Mutluluk nerede saklı? Şimdi: Bir düş kuralım.. “11 Ayın sultanı” Ramazan gelmiş, işten çıkmış evinize gidiyorken, her gün geçtiğin sokaklarda, yaşayan dostlarımızı beslemek istiyorsun.
İstiyorsun da, bir türlü ay sonunu getiremezsin. O kadar yürekten istiyorsun ki, evine yakklaştığın anda, bir de bakıyorsun hiç tanımadığın bir insan, gelmiş mama dağıtıyor senin yerine, O nasıl güzel mutluluktur, ihtiyacı olan canların karınlarının doyurulmuş, olduğunu görmek.
Ne güzel yürekler vardır, tüm canlıları sevindirmek için “24 saat” yetmez onlara. Daha geceden başlar telaşlı halleri, yarın ihtiyacı olan öğrencilerin bot ve montlarını dağıtma heyecanı sarmıştır onları, sanırsınız ki, o çocukların mutluluğun da kendi içlerinde ki büyümüş çocuğu görürler.

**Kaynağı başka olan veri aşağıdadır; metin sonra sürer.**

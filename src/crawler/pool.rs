//! Bounded worker pool for crawl tasks
//!
//! Tasks are admitted strictly in submission order: a semaphore permit is
//! acquired before each spawn, so no more than the configured limit is ever
//! in flight and admission is FIFO. The pool waits for every task to finish
//! before returning; per-task failures are handled inside the tasks
//! themselves and never abort siblings.

use crate::MinerError;
use std::future::Future;
use std::sync::Arc;
use tokio::sync::Semaphore;

/// Launches crawl tasks with a cap on simultaneous execution
pub struct WorkerPool {
    limit: usize,
}

impl WorkerPool {
    pub fn new(limit: u32) -> Self {
        Self {
            limit: limit as usize,
        }
    }

    /// Runs all tasks, at most `limit` concurrently, and waits for all of
    /// them to complete
    pub async fn run<F>(&self, tasks: Vec<F>) -> crate::Result<()>
    where
        F: Future<Output = ()> + Send + 'static,
    {
        let semaphore = Arc::new(Semaphore::new(self.limit));
        let mut handles = Vec::with_capacity(tasks.len());

        for task in tasks {
            let permit = semaphore
                .clone()
                .acquire_owned()
                .await
                .map_err(|e| MinerError::TaskJoin(e.to_string()))?;

            handles.push(tokio::spawn(async move {
                let _permit = permit;
                task.await;
            }));
        }

        for handle in handles {
            handle
                .await
                .map_err(|e| MinerError::TaskJoin(e.to_string()))?;
        }

        Ok(())
    }
}
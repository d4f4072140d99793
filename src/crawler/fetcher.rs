//! Page fetching with retry and optional read-through caching
//!
//! All network traffic goes through [`PageFetcher`]. A fetch is retried a
//! bounded number of times with a linearly growing backoff; only after the
//! last attempt fails does the error propagate, and the calling crawl task
//! must treat it as fatal for its own unit of work.
//!
//! The cache is read-only once populated: a hit is never re-validated
//! against the live page, so it trades freshness for reduced load. Callers
//! that re-crawl for new content run with the cache disabled.

use crate::MinerError;
use reqwest::Client;
use std::path::PathBuf;
use std::time::Duration;

/// Browser-like identification header; some forums serve crawler UAs a
/// degraded markup variant.
const USER_AGENT: &str = "Mozilla/5.0 (Windows NT 10.0; Win64; x64) AppleWebKit/537.36 \
                          (KHTML, like Gecko) Chrome/90.0.4430.93 Safari/537.36";

/// Builds the shared HTTP client
pub fn build_http_client() -> Result<Client, reqwest::Error> {
    Client::builder()
        .user_agent(USER_AGENT)
        .timeout(Duration::from_secs(30))
        .connect_timeout(Duration::from_secs(10))
        .gzip(true)
        .brotli(true)
        .build()
}

/// Retry behavior for failed fetches
#[derive(Debug, Clone)]
pub struct RetryPolicy {
    /// Total attempts before the error propagates
    pub max_attempts: u32,

    /// Backoff between attempts; attempt `n` failing sleeps `n * base_delay`
    pub base_delay: Duration,
}

impl Default for RetryPolicy {
    fn default() -> Self {
        Self {
            max_attempts: 3,
            base_delay: Duration::from_secs(30),
        }
    }
}

/// Raw page cache keyed by a sanitized form of the URL
#[derive(Debug)]
pub struct PageCache {
    dir: PathBuf,
    domain: String,
}

impl PageCache {
    pub fn new(dir: PathBuf, domain: String) -> Self {
        Self { dir, domain }
    }

    /// Cache key: the URL minus its domain, with path separators and colons
    /// stripped, suffixed `.html`
    fn path_for(&self, url: &str) -> PathBuf {
        let key = url
            .replace(&self.domain, "")
            .replace(['/', ':'], "");
        self.dir.join(format!("{}.html", key))
    }

    fn load(&self, url: &str) -> Option<String> {
        let path = self.path_for(url);
        if path.is_file() {
            std::fs::read_to_string(path).ok()
        } else {
            None
        }
    }

    fn save(&self, url: &str, body: &str) -> std::io::Result<()> {
        std::fs::create_dir_all(&self.dir)?;
        std::fs::write(self.path_for(url), body)
    }
}

/// HTTP page fetcher with bounded retry and optional disk cache
pub struct PageFetcher {
    client: Client,
    cache: Option<PageCache>,
    retry: RetryPolicy,
}

impl PageFetcher {
    pub fn new(client: Client, cache: Option<PageCache>, retry: RetryPolicy) -> Self {
        Self {
            client,
            cache,
            retry,
        }
    }

    /// Fetches a page body, retrying per the policy
    pub async fn fetch(&self, url: &str) -> crate::Result<String> {
        self.fetch_parsed(url, |body| Ok(body.to_string())).await
    }

    /// Fetches a page and runs `parse` over the body, retrying the whole
    /// fetch+parse step on any failure
    ///
    /// An extraction failure counts as a failed attempt just like a network
    /// error, matching the retry contract of the crawl tasks.
    pub async fn fetch_parsed<T, F>(&self, url: &str, parse: F) -> crate::Result<T>
    where
        F: Fn(&str) -> crate::Result<T>,
    {
        let mut last_error = String::new();

        for attempt in 1..=self.retry.max_attempts {
            match self.fetch_once(url).await.and_then(|body| parse(&body)) {
                Ok(value) => return Ok(value),
                Err(e) => {
                    tracing::warn!(
                        "Fetch attempt {}/{} failed for {}: {}",
                        attempt,
                        self.retry.max_attempts,
                        url,
                        e
                    );
                    last_error = e.to_string();

                    // Wait only between attempts, never after the last one.
                    if attempt < self.retry.max_attempts {
                        tokio::time::sleep(self.retry.base_delay * attempt).await;
                    }
                }
            }
        }

        Err(MinerError::Fetch {
            url: url.to_string(),
            attempts: self.retry.max_attempts,
            message: last_error,
        })
    }

    async fn fetch_once(&self, url: &str) -> crate::Result<String> {
        if let Some(cache) = &self.cache {
            if let Some(body) = cache.load(url) {
                tracing::debug!("Cache hit for {}", url);
                return Ok(body);
            }
        }

        tracing::debug!("Requesting {}", url);
        let response = self.client.get(url).send().await?.error_for_status()?;
        let body = response.text().await?;

        if let Some(cache) = &self.cache {
            tracing::debug!("Caching {}", url);
            cache.save(url, &body)?;
        }

        Ok(body)
    }
}

#[cfg(test)]
mod tests {
    use super::*;
    use tempfile::TempDir;
    use wiremock::matchers::{method, path};
    use wiremock::{Mock, MockServer, ResponseTemplate};

    fn test_fetcher(cache: Option<PageCache>) -> PageFetcher {
        PageFetcher::new(
            build_http_client().unwrap(),
            cache,
            RetryPolicy {
                max_attempts: 3,
                base_delay: Duration::ZERO,
            },
        )
    }

    #[test]
    fn test_cache_key_sanitization() {
        let cache = PageCache::new(PathBuf::from("/tmp/cache"), "forum.example.com".to_string());
        let path = cache.path_for("https://forum.example.com/forum/general/page-2");
        assert_eq!(
            path.file_name().unwrap().to_str().unwrap(),
            "httpsforumgeneralpage-2.html"
        );
    }

    #[tokio::test]
    async fn test_fetch_success() {
        let server = MockServer::start().await;
        Mock::given(method("GET"))
            .and(path("/page"))
            .respond_with(ResponseTemplate::new(200).set_body_string("<html>hi</html>"))
            .mount(&server)
            .await;

        let fetcher = test_fetcher(None);
        let body = fetcher.fetch(&format!("{}/page", server.uri())).await.unwrap();
        assert_eq!(body, "<html>hi</html>");
    }

    #[tokio::test]
    async fn test_retry_then_success() {
        let server = MockServer::start().await;
        Mock::given(method("GET"))
            .and(path("/flaky"))
            .respond_with(ResponseTemplate::new(500))
            .up_to_n_times(2)
            .mount(&server)
            .await;
        Mock::given(method("GET"))
            .and(path("/flaky"))
            .respond_with(ResponseTemplate::new(200).set_body_string("recovered"))
            .mount(&server)
            .await;

        let fetcher = test_fetcher(None);
        let body = fetcher
            .fetch(&format!("{}/flaky", server.uri()))
            .await
            .unwrap();
        assert_eq!(body, "recovered");
    }

    #[tokio::test]
    async fn test_retry_exhaustion() {
        let server = MockServer::start().await;
        Mock::given(method("GET"))
            .and(path("/broken"))
            .respond_with(ResponseTemplate::new(500))
            .expect(3)
            .mount(&server)
            .await;

        let fetcher = test_fetcher(None);
        let result = fetcher.fetch(&format!("{}/broken", server.uri())).await;

        match result {
            Err(MinerError::Fetch { attempts, .. }) => assert_eq!(attempts, 3),
            other => panic!("expected fetch error, got {:?}", other.map(|_| ())),
        }
    }

    #[tokio::test]
    async fn test_cache_read_through() {
        let server = MockServer::start().await;
        Mock::given(method("GET"))
            .and(path("/cached"))
            .respond_with(ResponseTemplate::new(200).set_body_string("fresh"))
            .expect(1)
            .mount(&server)
            .await;

        let dir = TempDir::new().unwrap();
        let domain = url::Url::parse(&server.uri())
            .unwrap()
            .host_str()
            .unwrap()
            .to_string();
        let url = format!("{}/cached", server.uri());

        let fetcher = test_fetcher(Some(PageCache::new(dir.path().to_path_buf(), domain.clone())));
        assert_eq!(fetcher.fetch(&url).await.unwrap(), "fresh");

        // Second fetch must come from disk; the mock allows one hit only.
        let fetcher = test_fetcher(Some(PageCache::new(dir.path().to_path_buf(), domain)));
        assert_eq!(fetcher.fetch(&url).await.unwrap(), "fresh");
    }

    #[tokio::test]
    async fn test_parse_failure_is_retried() {
        let server = MockServer::start().await;
        Mock::given(method("GET"))
            .and(path("/odd"))
            .respond_with(ResponseTemplate::new(200).set_body_string("payload"))
            .expect(3)
            .mount(&server)
            .await;

        let fetcher = test_fetcher(None);
        let result = fetcher
            .fetch_parsed(&format!("{}/odd", server.uri()), |_| {
                Err::<(), _>(MinerError::Parse {
                    url: "x".to_string(),
                    message: "bad markup".to_string(),
                })
            })
            .await;

        assert!(matches!(result, Err(MinerError::Fetch { attempts: 3, .. })));
    }
}
//! Persisted record types
//!
//! Everything the miner keeps on disk is one of these structures, serialized
//! as a whole JSON document. Records are created on first discovery and only
//! ever grow or heal; nothing is deleted when the live site drops content.

use chrono::{DateTime, FixedOffset, Utc};
use serde::{Deserialize, Serialize};
use std::collections::BTreeSet;

/// The minimum representable timestamp, used as the "process everything"
/// bound and as the fallback for records persisted before `last_post` existed.
pub fn earliest_timestamp() -> DateTime<FixedOffset> {
    DateTime::<Utc>::MIN_UTC.fixed_offset()
}

/// Per-domain config record: one per mined domain, holds the id counter
#[derive(Debug, Clone, Serialize, Deserialize)]
pub struct DomainConfig {
    pub domain: String,
    pub url: String,
    pub last_id: u64,
}

/// A top-level forum category with its subcategories
///
/// Identity across runs is the pair (title, href); the id is a local
/// invariant assigned once and never reassigned.
#[derive(Debug, Clone, Serialize, Deserialize)]
pub struct Category {
    pub id: u64,
    pub title: String,
    pub href: String,
    pub subs: Vec<SubCategory>,
}

#[derive(Debug, Clone, Serialize, Deserialize)]
pub struct SubCategory {
    pub id: u64,
    pub title: String,
    pub href: String,
    pub description: String,
    #[serde(default = "earliest_timestamp")]
    pub last_update: DateTime<FixedOffset>,
    #[serde(default)]
    pub complete: bool,
}

/// One entry of a subcategory's thread listing
///
/// Identity across runs is `href`. `last_post` is the listing's last-activity
/// timestamp and drives the incremental cutoff; `is_fixed` marks pinned
/// threads, which sites render first regardless of recency.
#[derive(Debug, Clone, Serialize, Deserialize)]
pub struct ThreadSummary {
    pub id: u64,
    pub category_id: u64,
    pub subcategory_id: u64,
    pub title: String,
    pub href: String,
    pub member_href: Option<String>,
    pub member_name: Option<String>,
    pub date_thread: DateTime<FixedOffset>,
    pub tags: BTreeSet<String>,
    pub answers: String,
    pub visits: String,
    #[serde(default = "earliest_timestamp")]
    pub last_post: DateTime<FixedOffset>,
    #[serde(default)]
    pub is_fixed: bool,
}

/// Crawl status of a subcategory index file
#[derive(Debug, Clone, Copy, PartialEq, Eq, Serialize, Deserialize)]
#[serde(rename_all = "lowercase")]
pub enum IndexStatus {
    Started,
    Complete,
}

/// One file per subcategory: the accumulated thread listing
#[derive(Debug, Clone, Serialize, Deserialize)]
pub struct SubcategoryIndex {
    pub url: String,
    pub category_id: u64,
    pub subcategory_id: u64,
    pub threads: Vec<ThreadSummary>,
    pub status: IndexStatus,
    pub total_pages: u32,
    pub total_threads: u64,
}

impl SubcategoryIndex {
    pub fn new(url: String, category_id: u64, subcategory_id: u64) -> Self {
        Self {
            url,
            category_id,
            subcategory_id,
            threads: Vec::new(),
            status: IndexStatus::Started,
            total_pages: 0,
            total_threads: 0,
        }
    }

    /// Newest `last_post` among stored non-fixed threads, or the earliest
    /// representable timestamp when the index holds none.
    ///
    /// Pinned threads are excluded: they sit at the top of every listing
    /// page no matter how stale they are, so their activity timestamp says
    /// nothing about where the new content ends.
    pub fn activity_cutoff(&self) -> DateTime<FixedOffset> {
        self.threads
            .iter()
            .filter(|t| !t.is_fixed)
            .map(|t| t.last_post)
            .max()
            .unwrap_or_else(earliest_timestamp)
    }
}

/// Crawl status of a thread detail file
#[derive(Debug, Clone, Copy, PartialEq, Eq, Serialize, Deserialize)]
#[serde(rename_all = "lowercase")]
pub enum DetailStatus {
    Incomplete,
    Reloading,
    Complete,
    Error,
}

/// One post inside a thread, in site-assigned order
#[derive(Debug, Clone, Serialize, Deserialize)]
pub struct Message {
    pub official_id: String,
    pub user_name: Option<String>,
    pub user_href: Option<String>,
    pub creation: DateTime<FixedOffset>,
    pub message: String,
}

/// One file per thread: the accumulated message log
#[derive(Debug, Clone, Serialize, Deserialize)]
pub struct ThreadDetail {
    pub id: u64,
    pub href: String,
    pub status: DetailStatus,
    pub started: DateTime<Utc>,
    pub total_pages: u32,
    pub total_posts: u64,
    pub last_update: DateTime<Utc>,
    pub messages: Vec<Message>,
    #[serde(skip_serializing_if = "Option::is_none")]
    pub error: Option<String>,
}

impl ThreadDetail {
    pub fn new(id: u64, href: String) -> Self {
        let now = Utc::now();
        Self {
            id,
            href,
            status: DetailStatus::Incomplete,
            started: now,
            total_pages: 1,
            total_posts: 0,
            last_update: now,
            messages: Vec::new(),
            error: None,
        }
    }
}
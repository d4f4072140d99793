use crate::config::types::{Config, MinerConfig};
use crate::ConfigError;
use url::Url;

/// Validates the entire configuration
pub fn validate(config: &Config) -> Result<(), ConfigError> {
    validate_miner_config(&config.miner)?;
    Ok(())
}

/// Validates miner configuration
fn validate_miner_config(config: &MinerConfig) -> Result<(), ConfigError> {
    // The worker cap protects the target site; it is a hard invariant, not a tuning knob.
    if config.max_workers < 1 || config.max_workers > 100 {
        return Err(ConfigError::Validation(format!(
            "max_workers must be between 1 and 100, got {}",
            config.max_workers
        )));
    }

    let url = Url::parse(&config.base_url)
        .map_err(|e| ConfigError::InvalidUrl(format!("Invalid base_url: {}", e)))?;

    if url.host_str().is_none() {
        return Err(ConfigError::InvalidUrl(format!(
            "base_url '{}' has no host",
            config.base_url
        )));
    }

    if config.data_dir.is_empty() {
        return Err(ConfigError::Validation(
            "data_dir cannot be empty".to_string(),
        ));
    }

    Ok(())
}

#[cfg(test)]
mod tests {
    use super::*;

    fn base_config() -> Config {
        Config {
            miner: MinerConfig {
                base_url: "https://forum.example.com/".to_string(),
                max_workers: 10,
                cache_pages: false,
                data_dir: "./data".to_string(),
            },
        }
    }

    #[test]
    fn test_valid_config() {
        assert!(validate(&base_config()).is_ok());
    }

    #[test]
    fn test_max_workers_zero_rejected() {
        let mut config = base_config();
        config.miner.max_workers = 0;
        assert!(matches!(
            validate(&config),
            Err(ConfigError::Validation(_))
        ));
    }

    #[test]
    fn test_max_workers_above_cap_rejected() {
        let mut config = base_config();
        config.miner.max_workers = 101;
        assert!(matches!(
            validate(&config),
            Err(ConfigError::Validation(_))
        ));
    }

    #[test]
    fn test_max_workers_bounds_accepted() {
        let mut config = base_config();
        config.miner.max_workers = 1;
        assert!(validate(&config).is_ok());
        config.miner.max_workers = 100;
        assert!(validate(&config).is_ok());
    }

    #[test]
    fn test_invalid_base_url_rejected() {
        let mut config = base_config();
        config.miner.base_url = "not a url".to_string();
        assert!(matches!(
            validate(&config),
            Err(ConfigError::InvalidUrl(_))
        ));
    }

    #[test]
    fn test_empty_data_dir_rejected() {
        let mut config = base_config();
        config.miner.data_dir = String::new();
        assert!(validate(&config).is_err());
    }
}
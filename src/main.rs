//! Threadbare main entry point
//!
//! Command-line interface for the incremental forum structure miner.

use anyhow::Context;
use clap::{Parser, Subcommand};
use std::path::PathBuf;
use threadbare::config::load_config_with_hash;
use threadbare::Miner;
use tracing_subscriber::EnvFilter;

/// Threadbare: an incremental forum structure miner
///
/// Mines a forum's categories, threads and posts into per-domain JSON
/// records, revisiting the site over time to pick up only new or changed
/// content.
#[derive(Parser, Debug)]
#[command(name = "threadbare")]
#[command(version)]
#[command(about = "An incremental forum structure miner", long_about = None)]
struct Cli {
    /// Path to TOML configuration file
    #[arg(value_name = "CONFIG")]
    config: PathBuf,

    #[command(subcommand)]
    action: Action,

    /// Increase logging verbosity (-v, -vv, -vvv)
    #[arg(short, long, global = true, action = clap::ArgAction::Count)]
    verbose: u8,

    /// Suppress non-error output
    #[arg(short, long, global = true, conflicts_with = "verbose")]
    quiet: bool,
}

#[derive(Subcommand, Debug)]
enum Action {
    /// Discover categories and update every subcategory's thread index
    ReloadThreads,

    /// Update the message log of every known thread
    ReloadPosts,

    /// Print counts from the store without crawling
    Summary,
}

#[tokio::main]
async fn main() -> anyhow::Result<()> {
    let cli = Cli::parse();

    setup_logging(cli.verbose, cli.quiet);

    tracing::info!("Loading configuration from: {}", cli.config.display());
    let (config, config_hash) = load_config_with_hash(&cli.config)
        .with_context(|| format!("failed to load {}", cli.config.display()))?;
    tracing::info!("Configuration loaded (hash: {})", config_hash);

    let miner = Miner::new(&config).context("failed to initialize miner")?;

    match cli.action {
        Action::ReloadThreads => {
            miner.reload_threads().await?;
        }
        Action::ReloadPosts => {
            miner.reload_posts().await?;
        }
        Action::Summary => {
            let summary = miner.summary()?;
            println!("URL:\t\t\t{}", summary.url);
            println!("Domain:\t\t\t{}", summary.domain);
            println!("Amt. Categories:\t{}", summary.categories);
            println!("Amt. SubCategories:\t{}", summary.subcategories);
            println!("Amt. Threads:\t\t{}", summary.threads);
        }
    }

    Ok(())
}

/// Sets up the logging/tracing subscriber based on verbosity level
fn setup_logging(verbose: u8, quiet: bool) {
    let filter = if quiet {
        EnvFilter::new("error")
    } else {
        match verbose {
            0 => EnvFilter::new("threadbare=info,warn"),
            1 => EnvFilter::new("threadbare=debug,info"),
            2 => EnvFilter::new("threadbare=trace,debug"),
            _ => EnvFilter::new("trace"),
        }
    };

    tracing_subscriber::fmt()
        .with_env_filter(filter)
        .with_target(false)
        .with_thread_ids(false)
        .with_file(false)
        .init();
}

İyi ki vardır bu insanlar, bazen bir sokak köşesinde, bir kediye el uzatırlar, bazen de siz evinizde otururken ısınmanız için yakacak taşırlar. Ben bu insanlar için, hep şey diyorum. “Yürekleri Büyümüş”öyle ki, yardımlaşmanın güzelliği ile harmanlanan bir kalp taşırlar, sol tarafta..
Onlar her zaman tavsiyeye ihtiyaç duymaz. Bazen tutacak bir el, bazen duyacak bir kulak ve anlayacak bir kalbe ihtiyaç duyarlar.. Tek amaçları vardır, her geçen gün çoğalmak isterler, çoğaldıkça nefes alıp can bulurlar yaşatmak için.